After two years of (relatively) effortlessly improving in my personal run-game this season has proven different. As my pace quickly improved in training often thought of myself as a runner with a lot of potential. Yet this season I have found myself having to push harder than ever before to make even small improvements on the road (ahem, sub20 by two seconds). While I spend some training days effortlessly gliding, other runs my legs feel like cement bricks that don’t want to budge. The cement days are the absolute worst. They are usually accompanied with a tall glass of life stress and a side order of salty tears. They are few and far between, but they are frustrating and exhausting all the same. They make me wonder if all the miles and all the effort is worth it. They make me wonder if the reason why I have to try to so hard is because I don’t have what it takes. What if I don’t?

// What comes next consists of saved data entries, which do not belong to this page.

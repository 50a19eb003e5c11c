//! Expected points of each play call.
//!
//! Every option is reduced to a few post-play situations with fixed
//! probabilities. Each situation goes through the shared extractor and the
//! expected-points regressor. Situations where the opponent has the ball
//! are scored from their side and negated.

use serde::Serialize;

use crate::features::extract;
use crate::game::game_state::MAX_SCORE_DIFF;
use crate::game::{GameState, GameStatePayload, PlayCall};
use crate::models::metrics::INTERVAL_Z;
use crate::models::{ModelArtifact, Prediction};
use crate::{DecisionServiceError, Result};

/// Net yards of an average punt
pub const PUNT_NET_YARDS: i64 = 38;
/// Opponent spot (yards to their goal) after a kickoff or a touchback
pub const KICKOFF_SPOT: i64 = 75;
pub const TOUCHBACK_SPOT: i64 = 80;
/// Yards from the line of scrimmage back to the holder
pub const HOLD_DEPTH: i64 = 7;

const TOUCHDOWN_POINTS: f64 = 7.0;
const FIELD_GOAL_POINTS: f64 = 3.0;

/// Expected points of one play call, from the offense's side.
#[derive(Debug, Clone, Copy, PartialEq, Serialize)]
pub struct OptionOutcome {
    pub label: PlayCall,
    pub expected_points: f64,
    /// Lead over the best other option (negative when another option is better)
    pub delta_ep: f64,
    /// Standard deviation carried over from the regressor's residuals
    pub uncertainty: f64,
    /// Conversion odds for GO, make odds for FG, 1 for PUNT
    pub success_probability: f64,
}

/// Probability of converting a fourth down with `distance` to go.
pub fn conversion_probability(distance: u8) -> f64 {
    match distance {
        0..=2 => 0.65,
        3..=4 => 0.5,
        _ => 0.3,
    }
}

/// Probability of making a field goal of `kick_yards`.
pub fn field_goal_probability(kick_yards: u8) -> f64 {
    let excess = (kick_yards as f64 - 25.0).max(0.0);
    (0.95 - 0.01 * excess).clamp(0.05, 0.98)
}

/// One weighted post-play situation.
struct Branch {
    weight: f64,
    /// Points already scored on the play
    points: f64,
    /// Who has the ball next and where
    next: Possession,
}

enum Possession {
    Offense { field_position: i64 },
    Defense { field_position: i64, score_swing: i64 },
}

fn first_down(base: &GameState, field_position: i64) -> Result<GameState> {
    let mut p: GameStatePayload = base.to_payload();
    p.down = 1;
    p.field_position = field_position.clamp(1, 99);
    p.distance = p.field_position.min(10);
    Ok(GameState::try_from(p)?)
}

/// First down for the other team, with sides swapped.
fn turnover(base: &GameState, field_position: i64, score_swing: i64) -> Result<GameState> {
    let mut p = base.to_payload();
    p.down = 1;
    p.field_position = field_position.clamp(1, 99);
    p.distance = p.field_position.min(10);
    p.score_diff = (-(p.score_diff + score_swing)).clamp(-MAX_SCORE_DIFF, MAX_SCORE_DIFF);
    std::mem::swap(&mut p.offense_timeouts, &mut p.defense_timeouts);
    std::mem::swap(&mut p.team_strength_off, &mut p.team_strength_def);
    p.home = !p.home;
    Ok(GameState::try_from(p)?)
}

fn branches(state: &GameState, call: PlayCall) -> (f64, Vec<Branch>) {
    let spot = state.field_position() as i64;
    match call {
        PlayCall::Go => {
            let p = conversion_probability(state.distance());
            let gained = spot - (state.distance() as i64 + 1);
            let success = if gained <= 0 {
                Branch {
                    weight: p,
                    points: TOUCHDOWN_POINTS,
                    next: Possession::Defense {
                        field_position: KICKOFF_SPOT,
                        score_swing: TOUCHDOWN_POINTS as i64,
                    },
                }
            } else {
                Branch {
                    weight: p,
                    points: 0.0,
                    next: Possession::Offense {
                        field_position: gained,
                    },
                }
            };
            let failure = Branch {
                weight: 1.0 - p,
                points: 0.0,
                next: Possession::Defense {
                    field_position: 100 - spot,
                    score_swing: 0,
                },
            };
            (p, vec![success, failure])
        }
        PlayCall::Punt => {
            let landing = spot - PUNT_NET_YARDS;
            let field_position = if landing < 1 { TOUCHBACK_SPOT } else { 100 - landing };
            (
                1.0,
                vec![Branch {
                    weight: 1.0,
                    points: 0.0,
                    next: Possession::Defense {
                        field_position,
                        score_swing: 0,
                    },
                }],
            )
        }
        PlayCall::FieldGoal => {
            let p = field_goal_probability(state.field_goal_distance());
            let make = Branch {
                weight: p,
                points: FIELD_GOAL_POINTS,
                next: Possession::Defense {
                    field_position: KICKOFF_SPOT,
                    score_swing: FIELD_GOAL_POINTS as i64,
                },
            };
            // Missed kicks give the ball back at the spot of the hold, never inside the 20
            let miss = Branch {
                weight: 1.0 - p,
                points: 0.0,
                next: Possession::Defense {
                    field_position: (100 - (spot + HOLD_DEPTH)).min(TOUCHBACK_SPOT),
                    score_swing: 0,
                },
            };
            (p, vec![make, miss])
        }
    }
}

/// Expected-points value and its standard deviation for one situation.
fn value_of(regressor: &ModelArtifact, state: &GameState) -> Result<(f64, f64)> {
    match regressor.predict(&extract(state))? {
        Prediction::Value(v) => Ok((v.value, (v.upper - v.lower) / (2.0 * INTERVAL_Z))),
        Prediction::Probabilities(_) => Err(DecisionServiceError::ModelKindMismatch {
            model: regressor.name().to_string(),
            version: regressor.version().to_string(),
            expected: crate::models::ModelKind::OutcomeRegressor,
            found: crate::models::ModelKind::DecisionClassifier,
        }),
    }
}

fn score_option(state: &GameState, call: PlayCall, regressor: &ModelArtifact) -> Result<(f64, f64, f64)> {
    let (success_probability, branches) = branches(state, call);
    let mut expected = 0.0;
    let mut variance = 0.0;
    for branch in branches {
        let (value, std) = match branch.next {
            Possession::Offense { field_position } => {
                value_of(regressor, &first_down(state, field_position)?)?
            }
            Possession::Defense {
                field_position,
                score_swing,
            } => {
                let (value, std) = value_of(regressor, &turnover(state, field_position, score_swing)?)?;
                (-value, std)
            }
        };
        expected += branch.weight * (branch.points + value);
        variance += (branch.weight * std).powi(2);
    }
    Ok((expected, variance.sqrt(), success_probability))
}

/// Expected points of every play call, sorted by label.
pub fn option_outcomes(state: &GameState, regressor: &ModelArtifact) -> Result<Vec<OptionOutcome>> {
    let scored = PlayCall::ALL
        .iter()
        .map(|call| score_option(state, *call, regressor).map(|s| (*call, s)))
        .collect::<Result<Vec<_>>>()?;

    Ok(scored
        .iter()
        .map(|(label, (expected_points, uncertainty, success_probability))| {
            let best_other = scored
                .iter()
                .filter(|(other, _)| other != label)
                .map(|(_, (ep, _, _))| *ep)
                .fold(f64::NEG_INFINITY, f64::max);
            OptionOutcome {
                label: *label,
                expected_points: *expected_points,
                delta_ep: expected_points - best_other,
                uncertainty: *uncertainty,
                success_probability: *success_probability,
            }
        })
        .collect())
}
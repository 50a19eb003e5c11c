//! Feature schema + canonical extraction shared by training and serving.

pub mod extractor;
pub mod schema;

pub use extractor::{extract, extract_batch, FeatureVector};
pub use schema::{FEATURE_COUNT, FEATURE_NAMES, FEATURE_SCHEMA_VERSION};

In late August I found myself in the midst of a storm of life stress, work and a sudden onslaught of 3 back to back weekends of kids birthday parties so much so that I found myself feeling distracted and drained on training runs. During a workout submission I even wrote to Beth, “”Some days I’m sick of working so hard at everything- running, work, life. Why can’t this just come easy?” Beth, along with other friends and mentors reminded me that when it comes to running you get what you give. Some days are supposed to be hard. Some days are supposed to test us. A true testament of our strength is how we respond and rebuild from the tough days.
Then there are the ‘gliding days’; they are by far the best days when I feel focused, calm and at peace on the road. Yes, my pace is typically faster those days, but it’s not just the number that energizes me. It’s being capable, feeling confident and ready to tackle endless possibilities. These days have me dreaming of crushing PR’s, registering for future races and all of the glorious training miles in-between. These days embody my passion.
Unfortunately with the run game you don’t get to choose from a menu on what day you get. Some times you get cement for breakfast and some days you get to glide.
Taken together strength and passion can make an athlete unstoppable, and possibly even better than an athlete with genetic potential who lacks passion and drive.
THIS is what TJ was trying to convey 10 months ago during his Friday night running store ramblings. Maybe an athlete’s success isn’t based off of potential at all. What if an athlete’s success is determined by his or her strength and passion for the sport?
What does this all mean?
It means E BQ’ed at her first marathon, the Boston Marathon.
It means I finally broke 20.
It means the sky’s the limit.
It means that passion, not potential, is the real measuring stick when you toe the line.